Познахирко не оказалось дома. И Борьки не было, что удивило Костю: куда он потащился с раненой ногой? На вопрос, где Борька, его сестра Настя не пожелала ответить. Костя вышел на улицу, опять не зная, что делать.

Тут прибежал Сема Шевелевич с новостью: в горсовете формируется отряд самообороны. Это сразу изменило настроение Кости. По пути они прихватили с собой Славу и поспешили к горсовету. Но там, у подъезда, по-прежнему стоял часовой и пропускал лишь по документам. Костя вертелся вокруг него, надеясь как-нибудь прошмыгнуть. Но часовой стоял как скала.

Вдруг Костя разглядел в окне второго этажа знакомое, оливково-смуглое лицо. Семенцов! Он хотел окликнуть его — и не решился. Что он ему скажет? Семенцов его даже в лицо не знает. Сема заявил, что нечего попусту торчать здесь, и ушел; Слава колебался, а Костя все еще не терял надежды. Может быть, ему опять повезет и он встретит Аносова. Аносов поможет… Увы, вместо Аносова явилась тетя Даша.

— Где ты был? — сказала она. — Столько хлопот — и еще тебя ищи. Собирайся: едем!

— Куда? — разом спросили Костя и Слава.

— Детский сад эвакуируется, и мы с ним.

— Я не поеду, — мрачно ответил Костя. — Пусть они едут! — Он пренебрежительно махнул рукой в сторону улицы, по которой двигались повозки, брички с домашним скарбом.

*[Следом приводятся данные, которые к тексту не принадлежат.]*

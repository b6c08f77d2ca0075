use async_trait::async_trait;
use sqlx::PgPool;
use tracing::{error, info};
use uuid::Uuid;

use crate::domain::comment::Comment;
use crate::domain::error::DomainError;

#[async_trait]
pub trait CommentRepository: Send + Sync {
    async fn create(
        &self,
        id: Uuid,
        post_id: Uuid,
        author_id: Uuid,
        text: &str,
    ) -> Result<(), DomainError>;
    /// Looks the comment up under a specific post; a comment id paired
    /// with the wrong post id does not resolve.
    async fn find_by_id(&self, id: Uuid, post_id: Uuid) -> Result<Option<Comment>, DomainError>;
    async fn update_text(&self, id: Uuid, text: &str) -> Result<(), DomainError>;
    async fn delete(&self, id: Uuid) -> Result<(), DomainError>;
    /// Comments under a post, oldest first.
    async fn list_for_post(&self, post_id: Uuid) -> Result<Vec<Comment>, DomainError>;
}

#[derive(Clone)]
pub struct PostgresCommentRepository {
    pool: PgPool,
}

impl PostgresCommentRepository {
    pub fn new(pool: PgPool) -> Self {
        Self { pool }
    }
}

#[async_trait]
impl CommentRepository for PostgresCommentRepository {
    async fn create(
        &self,
        id: Uuid,
        post_id: Uuid,
        author_id: Uuid,
        text: &str,
    ) -> Result<(), DomainError> {
        sqlx::query(
            r#"
            INSERT INTO comments (id, post_id, author_id, text)
            VALUES ($1, $2, $3, $4)
            "#,
        )
        .bind(id)
        .bind(post_id)
        .bind(author_id)
        .bind(text)
        .execute(&self.pool)
        .await
        .map_err(|e| {
            error!("failed to create comment: {}", e);
            DomainError::Internal(format!("database error: {}", e))
        })?;

        info!(comment_id = %id, post_id = %post_id, "comment created");
        Ok(())
    }

    async fn find_by_id(&self, id: Uuid, post_id: Uuid) -> Result<Option<Comment>, DomainError> {
        sqlx::query_as::<_, Comment>(
            r#"
            SELECT cm.id, cm.post_id, cm.author_id, u.username AS author_username,
                   cm.text, cm.created_at
            FROM comments cm
            JOIN users u ON u.id = cm.author_id
            WHERE cm.id = $1 AND cm.post_id = $2
            "#,
        )
        .bind(id)
        .bind(post_id)
        .fetch_optional(&self.pool)
        .await
        .map_err(|e| {
            error!("db error find comment {}: {}", id, e);
            DomainError::Internal(e.to_string())
        })
    }

    async fn update_text(&self, id: Uuid, text: &str) -> Result<(), DomainError> {
        sqlx::query("UPDATE comments SET text = $1 WHERE id = $2")
            .bind(text)
            .bind(id)
            .execute(&self.pool)
            .await
            .map_err(|e| {
                error!("failed to update comment {}: {}", id, e);
                DomainError::Internal(e.to_string())
            })?;

        info!(comment_id = %id, "comment updated");
        Ok(())
    }

    async fn delete(&self, id: Uuid) -> Result<(), DomainError> {
        sqlx::query("DELETE FROM comments WHERE id = $1")
            .bind(id)
            .execute(&self.pool)
            .await
            .map_err(|e| {
                error!("failed to delete comment {}: {}", id, e);
                DomainError::Internal(e.to_string())
            })?;

        info!(comment_id = %id, "comment deleted");
        Ok(())
    }

    async fn list_for_post(&self, post_id: Uuid) -> Result<Vec<Comment>, DomainError> {
        sqlx::query_as::<_, Comment>(
            r#"
            SELECT cm.id, cm.post_id, cm.author_id, u.username AS author_username,
                   cm.text, cm.created_at
            FROM comments cm
            JOIN users u ON u.id = cm.author_id
            WHERE cm.post_id = $1
            ORDER BY cm.created_at
            "#,
        )
        .bind(post_id)
        .fetch_all(&self.pool)
        .await
        .map_err(|e| {
            error!("db error while fetching comments of {}: {}", post_id, e);
            DomainError::Internal(e.to_string())
        })
    }
}
use std::sync::Arc;

use tracing::instrument;

use crate::data::user_repository::UserRepository;
use crate::domain::{error::DomainError, user::User};
use crate::infrastructure::security::{JwtKeys, hash_password, verify_password};

#[derive(Clone)]
pub struct AuthService<R: UserRepository + 'static> {
    repo: Arc<R>,
    keys: JwtKeys,
}

impl<R> AuthService<R>
where
    R: UserRepository + 'static,
{
    pub fn new(repo: Arc<R>, keys: JwtKeys) -> Self {
        Self { repo, keys }
    }

    #[instrument(skip(self, password))]
    pub async fn register(
        &self,
        username: String,
        email: String,
        password: String,
    ) -> Result<User, DomainError> {
        let hash =
            hash_password(&password).map_err(|err| DomainError::Internal(err.to_string()))?;
        let user = User::new(username, email.to_lowercase(), hash);
        self.repo.create(user).await
    }

    #[instrument(skip(self, password))]
    pub async fn login(&self, username: &str, password: &str) -> Result<String, DomainError> {
        let user = self
            .repo
            .find_by_username(username)
            .await?
            .ok_or(DomainError::Unauthorized)?;

        let valid = verify_password(password, &user.password_hash)
            .map_err(|_| DomainError::Unauthorized)?;
        if !valid {
            return Err(DomainError::Unauthorized);
        }

        self.keys
            .generate_token(user.id, &user.username)
            .map_err(|err| DomainError::Internal(err.to_string()))
    }
}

— Вот как! — Тетя Даша внимательно посмотрела на Костю, так что ему стало не по себе. — А ты? — обратилась она к Славе.

— И я… мы вместе.

— Вместе так вместе. Помогите нам собраться, иначе не успеем.

На это товарищи согласились. Они были заняты почти до вечера и, наконец, усталые, голодные, отправились по домам.

Костя прошелся по комнатам и в нерешительности остановился. Хотя он заявил, что не поедет, но собрать кое-какие вещи, не свои, конечно, а теткины, нужно. Он достал рюкзак, живо нагрузил его всякой всячиной и вышел во двор.

Со двора, через низкую ограду, ему видно было все, что делалось у Познахирко. Епифан Кондратьевич уже был дома, складывал в лодку вещи и покрикивал на Настю, которая и без того ветром носилась из дома к берегу и обратно. Костя понял, что раненого Борьку отец отвез куда-то, а теперь сам вместе с дочерью собирается в дорогу. Этого Костя не ждал от бывшего партизана.

Направо, во дворе Шумилиных, тоже готовились к отъезду: выносили чемоданы, корзины, картонки.

«Куда им столько? — удивился Костя и с беспокойством подумал: — Значит, и Славка?»

Действительно, Слава прибежал в полном дорожном снаряжении, оживленный, шумный, и пригласил Костю ехать с ними. Мать Славы достала вместительную повозку, места хватит, а скоро, говорят, придет пароход и заберет всех.

— Ну как… ну как, Костя? — спрашивал Слава, поправляя на голове морскую фуражку и пытаясь заглянуть товарищу в глаза.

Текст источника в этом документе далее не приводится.